Like I said, that was their first hit with runners in scoring position in 30 at-bats. Furthermore, it was their first hit with runners in scoring position that actually scored a run in 41 at-bats. They had two hits that didn’t score runs because some of the Yankees are pretty slow, man. The last hit with runners in scoring position that scored a run prior to Gardner’s double was Jacoby Ellsbury’s go-ahead bloop single in the seventh inning of the series opener in Toronto. Yeesh.
When Three Runs Could Have Been One Or Two
Masahiro Tanaka’s final pitching line is pretty strong (7 IP, 6 H, 3 R, 2 ER, 0 BB, 6 K, 12/3 GB/FB) and it could have been even better. The Mariners didn’t exactly score their ball by ripping the ball all over the park. They strung together four ground balls in the first inning to score their first run. The inning went:
- Nori Aoki ground out to second.
- Seth Smith ground ball single against the shift.
- Robinson Cano infield single to third.
- Nelson Cruz ground ball single through the right side of the infield to load the bases.
- Kyle Seager fielder’s choice on a ground ball to second base to score a run.

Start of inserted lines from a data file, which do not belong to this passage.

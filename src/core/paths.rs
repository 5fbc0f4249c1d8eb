// SPDX-License-Identifier: Apache-2.0
// Copyright 2025 itsakeyfut
//
// Licensed under the Apache License, Version 2.0 (the "License");
// you may not use this file except in compliance with the License.
// You may obtain a copy of the License at
//
//     http://www.apache.org/licenses/LICENSE-2.0
//
// Unless required by applicable law or agreed to in writing, software
// distributed under the License is distributed on an "AS IS" BASIS,
// WITHOUT WARRANTIES OR CONDITIONS OF ANY KIND, either express or implied.
// See the License for the specific language governing permissions and
// limitations under the License.

//! Filesystem layout for cores, games and save states
//!
//! Save files live at `<saves>/<session id>.dat`. Ids that are not already
//! safe file stems are sanitised and tagged with a short digest of the raw
//! id, so `room 1`, `room/1` and `room_1` get separate save files.

use std::path::{Path, PathBuf, MAIN_SEPARATOR};

use serde::{Deserialize, Serialize};

/// Save state file extension
pub const SAVE_EXTENSION: &str = "dat";

/// Directory roots used by a session
#[derive(Debug, Clone, PartialEq, Eq, Serialize, Deserialize)]
#[serde(default)]
pub struct SessionPaths {
    pub assets: PathBuf,
    pub cores: PathBuf,
    pub games: PathBuf,
    pub saves: PathBuf,
}

impl Default for SessionPaths {
    fn default() -> Self {
        Self::with_assets("assets")
    }
}

impl SessionPaths {
    /// Lay out the standard tree under an assets root
    ///
    /// ```
    /// use coresync::core::paths::SessionPaths;
    /// use std::path::Path;
    ///
    /// let paths = SessionPaths::with_assets("/srv/assets");
    /// assert_eq!(paths.games, Path::new("/srv/assets/games"));
    /// ```
    pub fn with_assets<P: AsRef<Path>>(assets: P) -> Self {
        let assets = assets.as_ref().to_path_buf();
        Self {
            cores: assets.join("cores"),
            games: assets.join("games"),
            saves: assets.join("saves"),
            assets,
        }
    }

    /// Deterministic save path for a session id
    ///
    /// ```
    /// use coresync::core::paths::SessionPaths;
    ///
    /// let paths = SessionPaths::with_assets("assets");
    /// assert!(paths.save_path("room_42").ends_with("room_42.dat"));
    /// assert_ne!(paths.save_path("room/42"), paths.save_path("room_42"));
    /// ```
    pub fn save_path(&self, session_id: &str) -> PathBuf {
        save_path_in(&self.saves, session_id)
    }

    pub fn core_path(&self, core: &str) -> PathBuf {
        self.cores.join(clean_path(core))
    }

    pub fn game_path(&self, rom: &str) -> PathBuf {
        self.games.join(clean_path(rom))
    }
}

/// Save path for `session_id` inside `dir`
pub fn save_path_in(dir: &Path, session_id: &str) -> PathBuf {
    dir.join(format!("{}.{}", save_stem(session_id), SAVE_EXTENSION))
}

/// File stem for a session's save
///
/// Safe ids are used as is. Anything [`sanitize_id`] had to change gets the
/// first 8 hex digits of the raw id's MD5 appended.
///
/// ```
/// use coresync::core::paths::save_stem;
///
/// assert_eq!(save_stem("test_load_00"), "test_load_00");
/// assert!(save_stem("room 1").starts_with("room_1-"));
/// assert_ne!(save_stem("room 1"), save_stem("room/1"));
/// ```
pub fn save_stem(session_id: &str) -> String {
    let stem = sanitize_id(session_id);
    if stem == session_id {
        return stem;
    }
    let digest = format!("{:x}", md5::compute(session_id.as_bytes()));
    format!("{}-{}", stem, &digest[..8])
}

/// Map a session id to a safe file stem
///
/// Keeps ASCII alphanumerics, `-`, `_` and `.`; everything else becomes `_`.
/// A leading dot is replaced too, so ids can't produce hidden files or `..`.
pub fn sanitize_id(id: &str) -> String {
    let mut out: String = id
        .chars()
        .map(|c| {
            if c.is_ascii_alphanumeric() || matches!(c, '-' | '_' | '.') {
                c
            } else {
                '_'
            }
        })
        .collect();

    if out.starts_with('.') {
        out.replace_range(..1, "_");
    }
    if out.is_empty() {
        out.push('_');
    }
    out
}

/// Convert a slash-separated path into the platform's separator
pub fn clean_path(path: &str) -> PathBuf {
    if MAIN_SEPARATOR == '/' {
        PathBuf::from(path)
    } else {
        PathBuf::from(path.replace('/', &MAIN_SEPARATOR.to_string()))
    }
}

/// Temporary sibling used while writing `path`
pub(crate) fn temp_path(path: &Path) -> PathBuf {
    let mut name = path.file_name().map(|n| n.to_os_string()).unwrap_or_default();
    name.push(".tmp");
    path.with_file_name(name)
}

#[cfg(test)]
mod tests {
    use super::*;

    #[test]
    fn test_sanitize_keeps_safe_chars() {
        assert_eq!(sanitize_id("test_load_00"), "test_load_00");
        assert_eq!(sanitize_id("room-1.v2"), "room-1.v2");
    }

    #[test]
    fn test_sanitize_replaces_separators() {
        assert_eq!(sanitize_id("../etc/passwd"), "_._etc_passwd");
        assert_eq!(sanitize_id("a b\\c"), "a_b_c");
        assert_eq!(sanitize_id(""), "_");
    }

    #[test]
    fn test_save_path_is_deterministic() {
        let paths = SessionPaths::with_assets("assets");
        assert_eq!(paths.save_path("room"), paths.save_path("room"));
        assert_eq!(
            paths.save_path("room"),
            Path::new("assets").join("saves").join("room.dat")
        );
    }

    #[test]
    fn test_distinct_ids_get_distinct_paths() {
        let paths = SessionPaths::with_assets("assets");
        let ids = ["room_1", "room 1", "room/1", "room\\1", ".room_1", "_room_1"];
        let saves: std::collections::HashSet<_> =
            ids.iter().map(|id| paths.save_path(id)).collect();
        assert_eq!(saves.len(), ids.len());
    }

    #[test]
    fn test_sanitized_stem_is_stable() {
        assert_eq!(save_stem("room 1"), save_stem("room 1"));
        let stem = save_stem("room 1");
        assert_eq!(stem.len(), "room_1-".len() + 8);
        assert_eq!(sanitize_id(&stem), stem);
    }

    #[test]
    fn test_core_and_game_paths() {
        let paths = SessionPaths::with_assets("assets");
        assert_eq!(
            paths.core_path("nestopia_libretro.so"),
            Path::new("assets").join("cores").join("nestopia_libretro.so")
        );
        assert!(paths.game_path("nes/mario.nes").ends_with(clean_path("nes/mario.nes")));
    }

    #[test]
    fn test_temp_path_is_sibling() {
        let path = Path::new("saves").join("room.dat");
        assert_eq!(temp_path(&path), Path::new("saves").join("room.dat.tmp"));
    }
}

Five ground balls, two outs, one run. Blah. Baseball can be so dumb sometimes. Tanaka got the desired results (grounders) and still allowed three hits and a run. So finally he took matters into his own hands and struck out Adam Lind to escape the inning with just the one run allowed.
Seattle’s second and third runs were partly the result of defensive miscues by the usually sure-handed Mark Teixeira and Ellsbury. Seager pulled a hard ground ball right through Teixeira’s legs for a two-base error in the fourth inning, then Steve Clevenger dunked a softly hit single into shallow left to score the run. Hate getting burned by the light-hitting backup catcher. That cut New York’s lead to 3-2.
The Mariners scored their third run when Ellsbury made an ill-advised attempt at a diving catch on Aoki’s line drive with one out in the fifth. He should have held up and played the hop, holding Aoki to a double or maybe even a single. Instead he missed the dive, the ball rolled to the wall, and Aoki landed on third. Smith drove him in with a ground ball single through the drawn in infield.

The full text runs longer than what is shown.